- Ūthiyūr Hills Location within Tamil Nadu

Highest point
- Elevation: 310 m (1,020 ft)
- Coordinates: 10°53′25″N 77°30′48″E﻿ / ﻿10.8903°N 77.5132°E

Naming
- Etymology: ūthi
- Nickname(s): Uuthi Malai, Uuthigiri, Ponnuthi mamalai
- Language of name: Tamil

Geography
- Location: Tamil Nadu, India
- State: Tamil Nadu
- District: Tiruppur
- Parent range: Uthiyur Hills Range

= Uthiyur Hills =

Mountain in Tiruppur district, Tamil Nadu, India

Uthiyur Hills (also referred to as Poṉṉūthi Hills, Uuthi Malai, or Uthigiri) is a hill range located in Kangeyam taluk of the Kongu Region, Tamil Nadu. The hills is under control of Anamalai Tiger Reserves.

The hills got its name as it is the place where Lord Murugan arose due to the use of herbs and blow the smoke for the benefit of the people. Uuthi in Tamil means Blowing. It is commonly known as Poṉṉūdhimalai in Tamil.

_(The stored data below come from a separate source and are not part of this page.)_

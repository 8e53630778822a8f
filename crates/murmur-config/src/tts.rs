use std::path::PathBuf;

use serde::Deserialize;

/// Top-level speech synthesis configuration
#[derive(Debug, Deserialize)]
#[serde(deny_unknown_fields)]
pub struct TtsConfig {
    /// Language tags reported by the voices endpoint
    #[serde(default = "default_languages")]
    pub supported_languages: Vec<String>,
    /// Speech model to load at startup, silence-only when absent
    #[serde(default)]
    pub model: Option<ModelConfig>,
    /// Scratch directory holding generated audio
    #[serde(default)]
    pub artifacts: ArtifactConfig,
}

impl Default for TtsConfig {
    fn default() -> Self {
        Self {
            supported_languages: default_languages(),
            model: None,
            artifacts: ArtifactConfig::default(),
        }
    }
}

/// Speech engine and the voice models it may load
#[derive(Debug, Clone, Deserialize)]
#[serde(deny_unknown_fields)]
pub struct ModelConfig {
    /// Engine executable, resolved through `PATH` when not absolute
    #[serde(default = "default_binary")]
    pub binary: PathBuf,
    /// Voice model files in order of preference
    ///
    /// The first one that loads becomes the active model.
    pub models: Vec<PathBuf>,
    /// Upper bound on a single synthesis call (e.g. "30s", "2m")
    #[serde(default)]
    pub timeout: Option<String>,
}

/// Artifact store configuration
#[derive(Debug, Clone, Default, Deserialize)]
#[serde(deny_unknown_fields)]
pub struct ArtifactConfig {
    /// Fixed directory for artifacts
    ///
    /// When unset a temporary directory is created at startup and removed on
    /// shutdown.
    #[serde(default)]
    pub directory: Option<PathBuf>,
    /// Maximum number of artifacts kept, oldest are removed first
    #[serde(default)]
    pub max_files: Option<usize>,
}

fn default_languages() -> Vec<String> {
    vec!["en".to_string()]
}

fn default_binary() -> PathBuf {
    PathBuf::from("piper")
}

Located here is the shrine of Lord Murugan, the holy place where classical Tamil poet Arunagirinathar sung Thiruppugazh(106). This hills is also home to Thavapeedam of Kongana Siddhar, one of the 18 great Siddhars. Ancient symbols and sculptures are found on this hill depicting the culture of the Hindus and Tamils. Various archeological sculptures around the hill bear historical pride. The speciality of this pilgrimage is the clay pipes which Konguna siddhar used to make gold still exists here.

== Mythology ==
The famous mythology about the Uthiyur hills is based on Hindu epic Ramayana. During the great Ramayana war between Rama and Ravana in Ceylon, Rama's brother Lakshmana was struck by an arrow sent by Indrajit and he almost died. So to cure him, Jambavan asked Hanuman to get a Sanjeevani herb from the Himalayan Range between Taurus and Kailash peaks and Hanuman followed it. But he could not find the herb in the particular place on the mountain between the 2 peaks. So frustrated he felt like breaking the mountain into pieces. But he suddenly had the idea to lift the whole mountain and take it to Jambavan, and he did. When he flew the entire length of India from the Himalayas to Sri Lanka a few parts of the mountain fell in several places along the length. One of them was in Kongu region named as Poṉṉūthi malai. As soon as Hanuman left, Jambavan took the Sanjeevani herb from the hill and gave its juice to the entire battalion and saved everyone's life.

The hill, to this day, contains all the medicinal plants including Sanjeevani herb.

Due to presence of many medicinal plants it is called as Sanjeevi Hill of South.

== Temples ==
There are many temples across the wide Uthiyur hills maintained by Hindu Religious and Charitable Endowments Department of Government of Tamil Nadu. Few important ones are Uthanda Velayudhasamy Temple, Chetti Thambiran Siddhar Temple and Uchi Pilayar Temple.

Located here is the shrine of Lord Murugan, the holy place where classical Tamil poet Arunagirinathar sung Thiruppugazh(106). Ancient symbols and sculptures are found on this hill depicting the culture of the Hindus and Tamils.

=== Uthanda Velayudha Samy Temple ===
Uthanda Velayudasamy Temple is the main shrine in the town built in dravidian architecture dedicated to Lord Murugan in hills. It attracts thousands of visitors across the district. It has lots of ancient scriptures in Tamil found by archaeologists dating to 9th century CE. It is located in flight of 100 steps from the ground.

=== Chetty Thampirān Siddhar Temple ===
This is abode of Chetty Thampiraan siddhar who is known as sisya of Kongunar Sidhar.

=== Uchi Pillayar Temple ===
This is a hill top temple dedicated for Lord Ganesh. There is only two-wheeler road. It has electricity, light and water facilities. It is located at 1080m above sea level.

=== Kongana Sidhar Temple ===
The hills is said to be place where great sage Koṅgaṉa siddhar lived. Here exists his Jeeva Samathi and meditating rocks.